◆ Aim of the exercise ◆
When a line of the records below contains the string "FileTooLarge", copy that whole line.

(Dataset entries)
■ ■ ■

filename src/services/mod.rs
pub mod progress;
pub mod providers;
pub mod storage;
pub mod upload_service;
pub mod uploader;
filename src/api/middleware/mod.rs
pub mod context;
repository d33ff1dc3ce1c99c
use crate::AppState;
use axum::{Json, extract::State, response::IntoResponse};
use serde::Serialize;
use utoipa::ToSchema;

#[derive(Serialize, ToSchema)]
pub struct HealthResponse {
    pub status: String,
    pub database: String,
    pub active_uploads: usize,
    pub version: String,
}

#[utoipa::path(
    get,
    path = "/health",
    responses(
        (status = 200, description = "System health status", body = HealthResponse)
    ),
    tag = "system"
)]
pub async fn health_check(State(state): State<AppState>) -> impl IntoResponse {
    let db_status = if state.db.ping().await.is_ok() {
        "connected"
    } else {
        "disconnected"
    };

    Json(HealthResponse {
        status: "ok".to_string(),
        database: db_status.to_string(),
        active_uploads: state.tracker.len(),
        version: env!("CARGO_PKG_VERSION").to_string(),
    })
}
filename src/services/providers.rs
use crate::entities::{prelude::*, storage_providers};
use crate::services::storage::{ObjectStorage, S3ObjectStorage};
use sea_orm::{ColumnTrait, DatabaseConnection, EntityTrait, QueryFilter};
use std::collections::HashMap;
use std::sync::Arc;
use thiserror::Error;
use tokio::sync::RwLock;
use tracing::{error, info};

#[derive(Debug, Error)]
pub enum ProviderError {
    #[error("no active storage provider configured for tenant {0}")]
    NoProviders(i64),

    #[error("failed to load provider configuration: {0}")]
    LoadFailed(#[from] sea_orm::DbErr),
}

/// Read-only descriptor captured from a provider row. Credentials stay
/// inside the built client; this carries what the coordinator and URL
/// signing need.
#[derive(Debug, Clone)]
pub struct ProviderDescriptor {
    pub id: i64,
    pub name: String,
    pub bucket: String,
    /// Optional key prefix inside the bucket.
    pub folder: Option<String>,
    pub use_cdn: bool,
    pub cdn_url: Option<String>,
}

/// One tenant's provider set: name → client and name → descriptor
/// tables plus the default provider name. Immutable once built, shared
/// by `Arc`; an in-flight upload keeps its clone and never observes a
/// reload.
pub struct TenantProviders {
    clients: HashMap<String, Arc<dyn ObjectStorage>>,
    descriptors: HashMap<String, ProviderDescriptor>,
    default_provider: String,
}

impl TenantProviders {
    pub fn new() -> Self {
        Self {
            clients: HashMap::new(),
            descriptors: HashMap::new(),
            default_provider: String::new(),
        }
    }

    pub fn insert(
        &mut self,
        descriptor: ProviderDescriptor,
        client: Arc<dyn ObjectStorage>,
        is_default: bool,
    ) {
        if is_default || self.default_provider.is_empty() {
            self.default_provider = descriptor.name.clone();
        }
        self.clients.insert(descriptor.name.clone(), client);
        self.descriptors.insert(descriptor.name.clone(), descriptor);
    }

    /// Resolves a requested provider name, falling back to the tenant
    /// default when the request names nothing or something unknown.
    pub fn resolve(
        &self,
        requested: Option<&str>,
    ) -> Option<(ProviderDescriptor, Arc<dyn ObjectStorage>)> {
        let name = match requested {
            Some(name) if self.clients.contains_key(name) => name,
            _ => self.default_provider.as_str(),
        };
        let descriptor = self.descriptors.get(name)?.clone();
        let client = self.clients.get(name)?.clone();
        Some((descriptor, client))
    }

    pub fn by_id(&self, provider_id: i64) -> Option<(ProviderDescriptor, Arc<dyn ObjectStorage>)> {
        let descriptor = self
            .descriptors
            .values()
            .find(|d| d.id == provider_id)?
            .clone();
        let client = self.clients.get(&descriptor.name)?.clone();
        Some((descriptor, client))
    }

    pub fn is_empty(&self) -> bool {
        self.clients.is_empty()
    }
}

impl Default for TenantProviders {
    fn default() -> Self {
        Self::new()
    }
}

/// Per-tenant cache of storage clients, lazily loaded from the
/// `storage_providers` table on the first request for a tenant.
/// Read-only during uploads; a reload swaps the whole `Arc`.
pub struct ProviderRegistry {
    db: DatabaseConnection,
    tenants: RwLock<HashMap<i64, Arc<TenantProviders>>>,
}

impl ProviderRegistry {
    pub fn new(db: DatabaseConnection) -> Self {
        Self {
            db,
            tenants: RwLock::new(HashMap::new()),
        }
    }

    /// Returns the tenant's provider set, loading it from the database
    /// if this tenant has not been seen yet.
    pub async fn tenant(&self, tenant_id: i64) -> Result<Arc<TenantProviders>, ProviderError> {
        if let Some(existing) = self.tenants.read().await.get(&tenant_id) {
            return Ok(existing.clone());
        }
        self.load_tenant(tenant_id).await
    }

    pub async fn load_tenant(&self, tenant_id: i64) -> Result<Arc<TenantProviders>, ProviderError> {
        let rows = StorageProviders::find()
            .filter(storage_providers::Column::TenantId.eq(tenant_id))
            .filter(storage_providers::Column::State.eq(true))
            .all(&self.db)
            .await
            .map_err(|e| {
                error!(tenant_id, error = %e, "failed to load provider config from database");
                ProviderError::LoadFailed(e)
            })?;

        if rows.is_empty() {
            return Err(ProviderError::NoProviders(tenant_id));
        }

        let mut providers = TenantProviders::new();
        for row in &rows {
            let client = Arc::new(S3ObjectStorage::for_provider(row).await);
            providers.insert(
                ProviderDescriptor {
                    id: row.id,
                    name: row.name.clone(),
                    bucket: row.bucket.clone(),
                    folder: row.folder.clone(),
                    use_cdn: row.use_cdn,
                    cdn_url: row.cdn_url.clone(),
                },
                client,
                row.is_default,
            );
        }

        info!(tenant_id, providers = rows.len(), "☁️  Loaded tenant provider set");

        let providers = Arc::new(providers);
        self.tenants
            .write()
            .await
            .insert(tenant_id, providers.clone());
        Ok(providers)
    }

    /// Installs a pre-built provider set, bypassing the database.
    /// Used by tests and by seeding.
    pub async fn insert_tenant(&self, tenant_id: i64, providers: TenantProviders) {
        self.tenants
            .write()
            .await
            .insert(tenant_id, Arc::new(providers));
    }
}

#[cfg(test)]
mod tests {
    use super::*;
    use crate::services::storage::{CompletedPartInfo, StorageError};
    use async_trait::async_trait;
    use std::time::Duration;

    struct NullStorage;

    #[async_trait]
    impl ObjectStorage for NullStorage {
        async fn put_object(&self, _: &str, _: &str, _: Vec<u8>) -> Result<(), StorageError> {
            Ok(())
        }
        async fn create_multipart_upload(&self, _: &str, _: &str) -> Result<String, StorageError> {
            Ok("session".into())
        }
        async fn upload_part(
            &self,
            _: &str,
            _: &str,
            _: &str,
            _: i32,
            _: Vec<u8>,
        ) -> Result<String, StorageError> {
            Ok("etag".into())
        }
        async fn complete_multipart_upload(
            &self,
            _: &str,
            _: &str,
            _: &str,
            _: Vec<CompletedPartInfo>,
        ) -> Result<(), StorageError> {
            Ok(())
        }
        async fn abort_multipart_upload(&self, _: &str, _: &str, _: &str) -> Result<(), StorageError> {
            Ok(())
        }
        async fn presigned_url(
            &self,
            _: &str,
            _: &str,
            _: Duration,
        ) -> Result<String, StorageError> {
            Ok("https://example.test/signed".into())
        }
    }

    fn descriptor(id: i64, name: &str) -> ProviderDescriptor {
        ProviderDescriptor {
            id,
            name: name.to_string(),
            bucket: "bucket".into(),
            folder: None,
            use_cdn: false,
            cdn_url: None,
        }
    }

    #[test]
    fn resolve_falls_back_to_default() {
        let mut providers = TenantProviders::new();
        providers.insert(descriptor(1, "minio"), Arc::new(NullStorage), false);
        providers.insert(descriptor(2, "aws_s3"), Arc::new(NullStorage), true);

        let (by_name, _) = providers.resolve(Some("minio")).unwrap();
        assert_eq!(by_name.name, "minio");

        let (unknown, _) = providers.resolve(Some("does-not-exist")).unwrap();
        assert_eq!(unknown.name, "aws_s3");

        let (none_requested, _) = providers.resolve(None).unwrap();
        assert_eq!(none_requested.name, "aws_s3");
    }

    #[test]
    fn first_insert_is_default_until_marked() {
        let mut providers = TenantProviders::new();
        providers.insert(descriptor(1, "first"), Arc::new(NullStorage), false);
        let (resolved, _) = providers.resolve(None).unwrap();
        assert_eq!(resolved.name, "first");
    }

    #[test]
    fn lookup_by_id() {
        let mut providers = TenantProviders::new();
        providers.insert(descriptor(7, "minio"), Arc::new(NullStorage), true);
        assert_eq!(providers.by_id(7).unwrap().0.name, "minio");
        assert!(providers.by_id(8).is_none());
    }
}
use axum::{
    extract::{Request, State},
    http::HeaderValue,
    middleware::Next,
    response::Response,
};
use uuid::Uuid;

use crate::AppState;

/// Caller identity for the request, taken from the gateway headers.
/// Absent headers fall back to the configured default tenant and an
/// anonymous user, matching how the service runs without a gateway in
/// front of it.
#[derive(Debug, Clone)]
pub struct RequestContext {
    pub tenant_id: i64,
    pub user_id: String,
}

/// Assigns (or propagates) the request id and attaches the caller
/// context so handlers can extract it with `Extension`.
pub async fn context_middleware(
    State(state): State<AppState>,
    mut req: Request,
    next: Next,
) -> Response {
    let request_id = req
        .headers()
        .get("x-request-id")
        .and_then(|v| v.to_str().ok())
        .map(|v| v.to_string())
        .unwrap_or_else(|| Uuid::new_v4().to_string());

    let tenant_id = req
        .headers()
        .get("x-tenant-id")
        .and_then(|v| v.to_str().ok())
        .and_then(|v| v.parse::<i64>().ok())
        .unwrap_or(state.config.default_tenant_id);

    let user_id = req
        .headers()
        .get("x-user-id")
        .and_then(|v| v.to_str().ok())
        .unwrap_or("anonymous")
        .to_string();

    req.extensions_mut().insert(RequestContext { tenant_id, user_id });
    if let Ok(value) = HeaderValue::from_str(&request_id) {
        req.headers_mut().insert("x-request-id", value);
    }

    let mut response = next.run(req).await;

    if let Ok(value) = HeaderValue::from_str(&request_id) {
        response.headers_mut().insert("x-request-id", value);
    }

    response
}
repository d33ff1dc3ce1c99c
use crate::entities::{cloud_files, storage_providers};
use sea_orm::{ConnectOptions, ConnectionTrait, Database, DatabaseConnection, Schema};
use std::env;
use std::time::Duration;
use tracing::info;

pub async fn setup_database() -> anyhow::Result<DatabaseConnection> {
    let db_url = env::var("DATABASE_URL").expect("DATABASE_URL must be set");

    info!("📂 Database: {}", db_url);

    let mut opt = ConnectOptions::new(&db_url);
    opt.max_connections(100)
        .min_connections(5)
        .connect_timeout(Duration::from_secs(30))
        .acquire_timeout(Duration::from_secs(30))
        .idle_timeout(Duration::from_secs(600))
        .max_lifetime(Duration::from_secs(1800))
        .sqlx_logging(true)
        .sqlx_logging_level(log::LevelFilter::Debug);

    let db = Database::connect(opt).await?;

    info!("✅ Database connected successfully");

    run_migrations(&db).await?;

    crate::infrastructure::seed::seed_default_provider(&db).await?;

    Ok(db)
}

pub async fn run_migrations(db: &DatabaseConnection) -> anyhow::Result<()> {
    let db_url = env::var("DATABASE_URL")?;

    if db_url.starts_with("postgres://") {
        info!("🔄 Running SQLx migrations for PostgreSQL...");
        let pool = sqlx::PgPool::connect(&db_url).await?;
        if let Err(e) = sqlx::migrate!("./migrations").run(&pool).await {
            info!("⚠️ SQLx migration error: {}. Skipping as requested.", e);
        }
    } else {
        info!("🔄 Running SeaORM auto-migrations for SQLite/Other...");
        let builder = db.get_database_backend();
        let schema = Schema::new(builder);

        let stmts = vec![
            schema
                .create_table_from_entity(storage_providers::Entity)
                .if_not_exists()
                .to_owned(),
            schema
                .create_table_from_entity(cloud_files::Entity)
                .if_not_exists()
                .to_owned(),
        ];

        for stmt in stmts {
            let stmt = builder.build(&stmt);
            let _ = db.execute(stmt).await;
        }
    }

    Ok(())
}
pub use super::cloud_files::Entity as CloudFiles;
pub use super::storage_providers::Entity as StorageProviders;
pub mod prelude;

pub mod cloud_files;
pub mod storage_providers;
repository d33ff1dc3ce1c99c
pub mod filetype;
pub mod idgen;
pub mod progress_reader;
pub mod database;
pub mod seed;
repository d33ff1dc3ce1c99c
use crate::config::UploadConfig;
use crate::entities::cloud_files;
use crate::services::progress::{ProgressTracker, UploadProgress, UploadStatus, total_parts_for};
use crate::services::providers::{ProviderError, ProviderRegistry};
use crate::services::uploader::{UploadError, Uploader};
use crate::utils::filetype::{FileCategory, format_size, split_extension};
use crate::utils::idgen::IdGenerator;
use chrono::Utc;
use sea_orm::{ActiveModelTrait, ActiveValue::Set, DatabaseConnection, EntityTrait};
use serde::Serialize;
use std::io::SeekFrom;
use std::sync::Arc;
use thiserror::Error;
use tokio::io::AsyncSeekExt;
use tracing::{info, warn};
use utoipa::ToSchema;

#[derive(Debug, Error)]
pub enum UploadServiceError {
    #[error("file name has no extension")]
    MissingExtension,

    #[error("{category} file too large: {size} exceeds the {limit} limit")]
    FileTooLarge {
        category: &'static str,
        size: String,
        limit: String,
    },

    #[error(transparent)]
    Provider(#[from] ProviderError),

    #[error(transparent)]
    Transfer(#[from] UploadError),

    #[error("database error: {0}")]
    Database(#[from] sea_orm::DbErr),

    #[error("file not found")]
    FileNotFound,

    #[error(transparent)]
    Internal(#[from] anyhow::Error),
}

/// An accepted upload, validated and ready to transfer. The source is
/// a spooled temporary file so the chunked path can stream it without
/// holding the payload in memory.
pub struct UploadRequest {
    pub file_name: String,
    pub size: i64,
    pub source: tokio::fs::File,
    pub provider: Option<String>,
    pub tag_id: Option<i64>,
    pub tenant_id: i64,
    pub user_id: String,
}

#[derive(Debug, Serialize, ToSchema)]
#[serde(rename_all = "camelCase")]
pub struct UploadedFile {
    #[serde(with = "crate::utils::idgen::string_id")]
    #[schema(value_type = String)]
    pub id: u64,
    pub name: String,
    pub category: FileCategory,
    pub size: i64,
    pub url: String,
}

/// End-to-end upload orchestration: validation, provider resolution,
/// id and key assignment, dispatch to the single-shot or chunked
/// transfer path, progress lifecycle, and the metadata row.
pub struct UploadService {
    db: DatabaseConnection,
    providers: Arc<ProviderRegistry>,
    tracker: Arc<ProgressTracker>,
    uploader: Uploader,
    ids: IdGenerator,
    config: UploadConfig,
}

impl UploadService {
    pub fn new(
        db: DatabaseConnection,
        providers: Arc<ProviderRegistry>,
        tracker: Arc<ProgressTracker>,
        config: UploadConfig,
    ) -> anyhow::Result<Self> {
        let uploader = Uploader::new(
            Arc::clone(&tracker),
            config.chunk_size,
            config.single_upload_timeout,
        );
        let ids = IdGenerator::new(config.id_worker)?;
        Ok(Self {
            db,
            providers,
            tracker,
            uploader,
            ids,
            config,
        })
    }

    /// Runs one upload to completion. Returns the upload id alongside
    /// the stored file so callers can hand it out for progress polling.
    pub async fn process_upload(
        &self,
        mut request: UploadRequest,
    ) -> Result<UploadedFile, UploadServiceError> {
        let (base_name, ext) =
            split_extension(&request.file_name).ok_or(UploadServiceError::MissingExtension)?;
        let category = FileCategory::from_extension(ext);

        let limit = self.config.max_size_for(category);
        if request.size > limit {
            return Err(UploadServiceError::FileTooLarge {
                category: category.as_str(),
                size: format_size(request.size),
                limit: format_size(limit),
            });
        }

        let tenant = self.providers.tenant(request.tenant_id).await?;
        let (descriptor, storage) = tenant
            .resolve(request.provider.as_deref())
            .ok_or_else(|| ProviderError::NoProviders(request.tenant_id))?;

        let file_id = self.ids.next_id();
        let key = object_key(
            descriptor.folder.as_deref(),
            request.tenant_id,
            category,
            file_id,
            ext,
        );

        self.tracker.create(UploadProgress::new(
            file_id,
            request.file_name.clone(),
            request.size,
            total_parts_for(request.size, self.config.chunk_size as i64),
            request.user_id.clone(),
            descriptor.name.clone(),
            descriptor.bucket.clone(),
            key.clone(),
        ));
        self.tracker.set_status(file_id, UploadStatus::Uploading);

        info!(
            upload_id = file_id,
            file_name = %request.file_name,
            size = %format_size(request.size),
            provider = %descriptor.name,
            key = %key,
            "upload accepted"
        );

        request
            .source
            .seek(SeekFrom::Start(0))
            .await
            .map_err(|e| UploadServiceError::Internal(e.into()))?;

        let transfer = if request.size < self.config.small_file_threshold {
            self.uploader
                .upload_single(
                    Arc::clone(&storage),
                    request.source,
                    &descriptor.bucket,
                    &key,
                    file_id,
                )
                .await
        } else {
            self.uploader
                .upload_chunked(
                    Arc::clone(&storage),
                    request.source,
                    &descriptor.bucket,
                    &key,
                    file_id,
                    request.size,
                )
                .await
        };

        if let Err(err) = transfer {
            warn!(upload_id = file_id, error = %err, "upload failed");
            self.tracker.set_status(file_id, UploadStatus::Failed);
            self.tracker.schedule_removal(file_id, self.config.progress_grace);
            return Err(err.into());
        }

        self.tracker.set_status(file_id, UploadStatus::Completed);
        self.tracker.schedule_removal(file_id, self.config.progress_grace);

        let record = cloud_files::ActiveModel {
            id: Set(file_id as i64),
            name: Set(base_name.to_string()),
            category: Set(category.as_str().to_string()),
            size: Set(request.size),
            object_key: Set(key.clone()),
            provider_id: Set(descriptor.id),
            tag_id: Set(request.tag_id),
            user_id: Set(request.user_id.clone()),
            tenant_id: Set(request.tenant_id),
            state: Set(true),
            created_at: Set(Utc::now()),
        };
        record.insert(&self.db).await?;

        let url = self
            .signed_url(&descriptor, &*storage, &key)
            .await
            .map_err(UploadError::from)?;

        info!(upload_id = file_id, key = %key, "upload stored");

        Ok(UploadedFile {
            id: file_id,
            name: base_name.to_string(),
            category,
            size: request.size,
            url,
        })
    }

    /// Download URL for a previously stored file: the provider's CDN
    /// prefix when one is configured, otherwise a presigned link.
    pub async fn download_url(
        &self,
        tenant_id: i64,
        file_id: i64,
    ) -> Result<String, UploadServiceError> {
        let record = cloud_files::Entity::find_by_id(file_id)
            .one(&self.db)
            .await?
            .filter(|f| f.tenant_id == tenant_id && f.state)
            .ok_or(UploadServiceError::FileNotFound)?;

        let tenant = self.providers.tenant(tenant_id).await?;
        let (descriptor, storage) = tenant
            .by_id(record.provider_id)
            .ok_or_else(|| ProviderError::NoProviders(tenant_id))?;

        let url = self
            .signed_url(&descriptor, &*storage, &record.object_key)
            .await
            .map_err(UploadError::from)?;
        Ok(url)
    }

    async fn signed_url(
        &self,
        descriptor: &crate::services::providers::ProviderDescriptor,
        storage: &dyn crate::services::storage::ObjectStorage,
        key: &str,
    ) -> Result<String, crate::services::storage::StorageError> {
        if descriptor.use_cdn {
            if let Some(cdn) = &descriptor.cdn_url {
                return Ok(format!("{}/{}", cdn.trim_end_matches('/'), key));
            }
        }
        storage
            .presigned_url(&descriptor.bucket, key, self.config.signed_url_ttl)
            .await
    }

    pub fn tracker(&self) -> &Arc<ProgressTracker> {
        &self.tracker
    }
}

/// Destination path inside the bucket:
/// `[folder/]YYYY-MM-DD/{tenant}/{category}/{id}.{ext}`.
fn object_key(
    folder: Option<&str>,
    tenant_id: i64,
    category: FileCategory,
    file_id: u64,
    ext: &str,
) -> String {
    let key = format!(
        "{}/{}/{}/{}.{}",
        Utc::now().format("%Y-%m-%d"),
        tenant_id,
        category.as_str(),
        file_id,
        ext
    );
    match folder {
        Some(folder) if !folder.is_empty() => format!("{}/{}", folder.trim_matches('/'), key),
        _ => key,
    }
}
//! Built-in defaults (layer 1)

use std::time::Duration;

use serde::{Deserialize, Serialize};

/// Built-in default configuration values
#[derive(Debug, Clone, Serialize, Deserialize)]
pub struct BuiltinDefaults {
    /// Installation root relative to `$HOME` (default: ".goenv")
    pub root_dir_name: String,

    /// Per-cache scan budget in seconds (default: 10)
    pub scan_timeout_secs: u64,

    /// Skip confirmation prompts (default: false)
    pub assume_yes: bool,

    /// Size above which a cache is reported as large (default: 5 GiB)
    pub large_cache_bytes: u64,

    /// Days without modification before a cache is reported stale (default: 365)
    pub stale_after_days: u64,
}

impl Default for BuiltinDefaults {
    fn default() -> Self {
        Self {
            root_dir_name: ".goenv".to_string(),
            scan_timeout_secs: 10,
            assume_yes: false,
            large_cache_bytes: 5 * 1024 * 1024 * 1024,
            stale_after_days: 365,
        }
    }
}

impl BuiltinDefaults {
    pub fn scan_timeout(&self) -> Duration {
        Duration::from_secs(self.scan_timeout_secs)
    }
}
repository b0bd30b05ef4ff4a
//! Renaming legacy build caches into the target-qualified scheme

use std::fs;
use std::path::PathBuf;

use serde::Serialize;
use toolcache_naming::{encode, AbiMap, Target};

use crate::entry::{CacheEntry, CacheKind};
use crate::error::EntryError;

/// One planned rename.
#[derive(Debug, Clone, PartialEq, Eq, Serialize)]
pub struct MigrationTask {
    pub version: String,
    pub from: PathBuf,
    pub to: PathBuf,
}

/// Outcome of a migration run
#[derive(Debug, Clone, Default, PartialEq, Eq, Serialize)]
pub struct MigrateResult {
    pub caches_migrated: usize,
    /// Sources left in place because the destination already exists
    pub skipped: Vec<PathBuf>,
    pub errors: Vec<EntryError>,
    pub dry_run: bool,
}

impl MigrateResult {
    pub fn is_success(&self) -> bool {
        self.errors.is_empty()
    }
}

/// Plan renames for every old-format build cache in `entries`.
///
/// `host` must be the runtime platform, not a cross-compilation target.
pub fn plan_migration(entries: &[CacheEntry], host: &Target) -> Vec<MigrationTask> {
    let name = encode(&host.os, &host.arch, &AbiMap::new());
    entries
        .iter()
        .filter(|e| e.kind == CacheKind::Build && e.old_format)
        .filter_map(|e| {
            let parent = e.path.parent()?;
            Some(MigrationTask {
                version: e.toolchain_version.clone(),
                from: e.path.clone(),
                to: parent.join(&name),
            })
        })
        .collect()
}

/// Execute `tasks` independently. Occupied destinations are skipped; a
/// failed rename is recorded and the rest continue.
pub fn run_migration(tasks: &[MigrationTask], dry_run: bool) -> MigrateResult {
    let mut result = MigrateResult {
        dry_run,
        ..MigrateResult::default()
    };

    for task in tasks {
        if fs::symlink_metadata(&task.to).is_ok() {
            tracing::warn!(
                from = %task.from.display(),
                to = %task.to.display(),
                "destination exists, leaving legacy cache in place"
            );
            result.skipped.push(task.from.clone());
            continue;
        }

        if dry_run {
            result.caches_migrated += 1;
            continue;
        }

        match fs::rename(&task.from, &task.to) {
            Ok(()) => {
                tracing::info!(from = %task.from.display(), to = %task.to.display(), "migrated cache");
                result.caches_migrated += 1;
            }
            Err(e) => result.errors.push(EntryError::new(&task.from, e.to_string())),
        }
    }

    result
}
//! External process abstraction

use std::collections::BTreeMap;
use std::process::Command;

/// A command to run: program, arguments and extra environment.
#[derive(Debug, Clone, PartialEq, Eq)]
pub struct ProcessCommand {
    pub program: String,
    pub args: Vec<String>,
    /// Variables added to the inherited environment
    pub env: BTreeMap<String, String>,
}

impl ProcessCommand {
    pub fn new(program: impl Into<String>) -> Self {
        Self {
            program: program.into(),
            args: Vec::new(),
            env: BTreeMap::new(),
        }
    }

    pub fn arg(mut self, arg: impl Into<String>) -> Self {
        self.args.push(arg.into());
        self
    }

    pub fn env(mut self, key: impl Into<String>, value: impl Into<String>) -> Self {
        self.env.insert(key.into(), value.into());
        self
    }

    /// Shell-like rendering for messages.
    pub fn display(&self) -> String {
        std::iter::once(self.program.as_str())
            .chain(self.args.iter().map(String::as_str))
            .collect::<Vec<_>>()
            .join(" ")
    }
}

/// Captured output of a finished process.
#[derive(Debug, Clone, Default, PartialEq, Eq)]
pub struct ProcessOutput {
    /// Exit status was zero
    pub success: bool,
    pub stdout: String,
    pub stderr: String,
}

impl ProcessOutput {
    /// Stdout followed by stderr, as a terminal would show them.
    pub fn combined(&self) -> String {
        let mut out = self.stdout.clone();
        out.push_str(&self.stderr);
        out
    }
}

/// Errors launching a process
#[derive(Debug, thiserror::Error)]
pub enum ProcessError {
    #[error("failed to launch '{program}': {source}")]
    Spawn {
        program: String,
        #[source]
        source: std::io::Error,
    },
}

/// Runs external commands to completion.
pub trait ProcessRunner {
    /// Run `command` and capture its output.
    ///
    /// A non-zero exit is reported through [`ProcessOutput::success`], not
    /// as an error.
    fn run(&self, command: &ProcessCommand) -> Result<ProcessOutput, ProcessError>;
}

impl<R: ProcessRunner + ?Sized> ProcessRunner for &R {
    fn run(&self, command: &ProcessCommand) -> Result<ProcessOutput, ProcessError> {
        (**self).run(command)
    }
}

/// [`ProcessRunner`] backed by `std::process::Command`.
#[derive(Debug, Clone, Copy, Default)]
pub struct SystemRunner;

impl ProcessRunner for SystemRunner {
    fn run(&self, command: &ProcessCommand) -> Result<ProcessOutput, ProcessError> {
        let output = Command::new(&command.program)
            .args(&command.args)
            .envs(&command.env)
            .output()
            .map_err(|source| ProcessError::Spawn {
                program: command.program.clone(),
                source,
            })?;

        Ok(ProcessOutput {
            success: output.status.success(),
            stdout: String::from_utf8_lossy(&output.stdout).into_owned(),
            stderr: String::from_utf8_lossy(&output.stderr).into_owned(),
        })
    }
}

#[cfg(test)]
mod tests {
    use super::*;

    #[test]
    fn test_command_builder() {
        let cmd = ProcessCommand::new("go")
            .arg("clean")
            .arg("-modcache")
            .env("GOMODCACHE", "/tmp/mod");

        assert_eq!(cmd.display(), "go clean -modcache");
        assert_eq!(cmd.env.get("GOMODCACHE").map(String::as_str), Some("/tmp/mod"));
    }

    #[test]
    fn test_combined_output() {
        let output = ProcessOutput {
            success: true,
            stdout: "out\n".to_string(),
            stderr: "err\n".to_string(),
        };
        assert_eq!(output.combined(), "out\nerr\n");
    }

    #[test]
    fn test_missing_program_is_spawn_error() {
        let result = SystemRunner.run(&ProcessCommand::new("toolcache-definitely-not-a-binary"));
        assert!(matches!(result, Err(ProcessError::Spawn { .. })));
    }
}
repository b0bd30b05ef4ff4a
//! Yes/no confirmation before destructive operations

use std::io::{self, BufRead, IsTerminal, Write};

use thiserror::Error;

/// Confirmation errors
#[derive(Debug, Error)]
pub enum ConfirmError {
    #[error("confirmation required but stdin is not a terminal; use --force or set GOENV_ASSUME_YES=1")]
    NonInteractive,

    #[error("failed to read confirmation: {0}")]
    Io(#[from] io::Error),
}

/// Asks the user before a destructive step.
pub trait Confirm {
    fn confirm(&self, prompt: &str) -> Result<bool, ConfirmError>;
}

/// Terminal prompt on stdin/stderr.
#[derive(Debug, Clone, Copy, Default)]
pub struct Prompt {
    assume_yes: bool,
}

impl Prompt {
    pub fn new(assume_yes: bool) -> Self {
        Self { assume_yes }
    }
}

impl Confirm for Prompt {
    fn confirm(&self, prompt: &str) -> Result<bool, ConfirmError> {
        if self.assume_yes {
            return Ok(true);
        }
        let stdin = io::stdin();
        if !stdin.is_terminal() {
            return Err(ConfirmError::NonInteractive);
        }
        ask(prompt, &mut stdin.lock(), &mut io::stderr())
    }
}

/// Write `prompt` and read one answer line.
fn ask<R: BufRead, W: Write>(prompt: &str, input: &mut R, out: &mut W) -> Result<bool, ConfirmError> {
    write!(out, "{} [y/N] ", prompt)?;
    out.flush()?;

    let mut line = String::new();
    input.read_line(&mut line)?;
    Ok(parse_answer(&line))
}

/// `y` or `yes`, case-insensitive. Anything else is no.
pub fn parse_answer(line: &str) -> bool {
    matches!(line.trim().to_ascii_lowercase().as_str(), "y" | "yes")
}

■ ■ ■

◆ Task output ◆
    FileTooLarge {
            return Err(UploadServiceError::FileTooLarge {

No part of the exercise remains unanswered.